A few weeks ago Cranston was one of 3 cities in Rhode Island to begin an experiment with the Flock license plate photo community camera program. Cranston became the temporary owners of over 30 in the city in this experiment. City residents raised a bit of a ruckus that it was done without notifying the residents. There was even a special city council meeting.
The cameras take photos which are looked at in real time. The program identifies cars with stolen plates. Photos of people are not captured, and permanent archives are not kept.
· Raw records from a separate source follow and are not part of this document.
use causeway_core::graph::{Edge, Graph, Node, Relationship, Strength};
use causeway_core::model::{ChatTurn, EventKind, NodeKey, TaskRecord};
use causeway_core::source::MemorySource;
use chrono::{DateTime, TimeZone, Utc};
use proptest::prelude::*;

pub const BASE_SECS: i64 = 1_700_000_000;

pub fn ts(offset: i64) -> DateTime<Utc> {
    Utc.timestamp_opt(BASE_SECS + offset, 0).single().expect("valid ts")
}

pub fn arb_strength() -> impl Strategy<Value = f64> + Clone {
    0.0f64..=1.0
}

pub fn arb_relationship() -> impl Strategy<Value = Relationship> + Clone {
    prop_oneof![
        Just(Relationship::Triggers),
        Just(Relationship::Causes),
        Just(Relationship::Influences),
        Just(Relationship::Correlates),
    ]
}

/// Edge list over `0..nodes`, self loops and duplicates allowed (duplicates
/// overwrite).
pub fn arb_edges(nodes: usize) -> impl Strategy<Value = Vec<(usize, usize, f64, Relationship)>> {
    prop::collection::vec((0..nodes, 0..nodes, arb_strength(), arb_relationship()), 0..nodes * 3)
}

pub fn graph_from(nodes: usize, edges: &[(usize, usize, f64, Relationship)]) -> Graph {
    let mut g = Graph::new();
    let idx: Vec<_> = (0..nodes)
        .map(|i| {
            let offset = i64::try_from(i).expect("small");
            g.insert_node(Node::new(
                NodeKey::new(format!("n{i:03}"), EventKind::TaskCreated),
                ts(offset),
                "agent",
            ))
        })
        .collect();
    for &(from, to, strength, relationship) in edges {
        g.insert_edge(
            idx[from],
            idx[to],
            Edge::new(Strength::new(strength).expect("in range"), relationship, Vec::new()),
        );
    }
    g
}

#[derive(Debug, Clone)]
pub enum Record {
    Turn { role: &'static str, actor: u8, offset: i64 },
    Task { actor: u8, offset: i64, duration: Option<i64> },
}

pub fn arb_record() -> impl Strategy<Value = Record> {
    prop_oneof![
        (
            prop_oneof![Just("user"), Just("assistant"), Just("system"), Just("tool")],
            0u8..3,
            0i64..7200,
        )
            .prop_map(|(role, actor, offset)| Record::Turn { role, actor, offset }),
        (0u8..3, 0i64..7200, prop::option::of(1i64..3600))
            .prop_map(|(actor, offset, duration)| Record::Task { actor, offset, duration }),
    ]
}

pub fn source_from(records: &[Record]) -> MemorySource {
    records
        .iter()
        .enumerate()
        .fold(MemorySource::new(), |source, (i, record)| match *record {
            Record::Turn { role, actor, offset } => source.with_chat_turn(ChatTurn {
                id: format!("m{i}"),
                actor: format!("agent-{actor}"),
                role: role.to_string(),
                content: String::new(),
                created_at: ts(offset),
            }),
            Record::Task { actor, offset, duration } => source.with_task(TaskRecord {
                id: format!("t{i}"),
                actor: format!("agent-{actor}"),
                title: format!("task {i}"),
                description: None,
                status: "pending".to_string(),
                priority: None,
                auto_generated: false,
                created_at: ts(offset),
                completed_at: duration.map(|d| ts(offset + d)),
            }),
        })
}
Two nights ago there was an incident at Motel 6 in Warwick – one that began with a carjacking of a Cranston couple. The couple was assaulted, with a 9-month pregnant woman being hit in the face and her husband hit at least 3 times in the back of the head – with a gun.
Their car was stolen and the entire incident unfolded a short time later in the Motel 6 in Warwick, with 2 very young children and other adults in the room. There was no violence in the arrest of the suspects.
How did the capture take place? How did the police get a jump on capturing the two suspects?
Enter the Flock system. Cranston Police captain Winquist said, “it exceeded our expectations” as he talked about not only this incident but others – stolen cars and plates that were facilitated with the new technology.
From their website:
Don’t capture faces. Capture license plates.
Over 70% of crime occurs with a vehicle, so Flock Safety is able to capture vehicles traveling up to 100 MPH and up to 75 ft away—day and night. Police say a license plate is the best evidence to solve crime. It’s public information on a public road, and it gives your local police the first investigative lead they need to solve crime.
Sometimes the ends justifies the means. In this case we say – welcome to your new home, Flock system, we hope you stay. In our concerning new world you seem to be just what we need – for now. Maybe that will change, but usually it’s harder to remove something than prevent it in the first place.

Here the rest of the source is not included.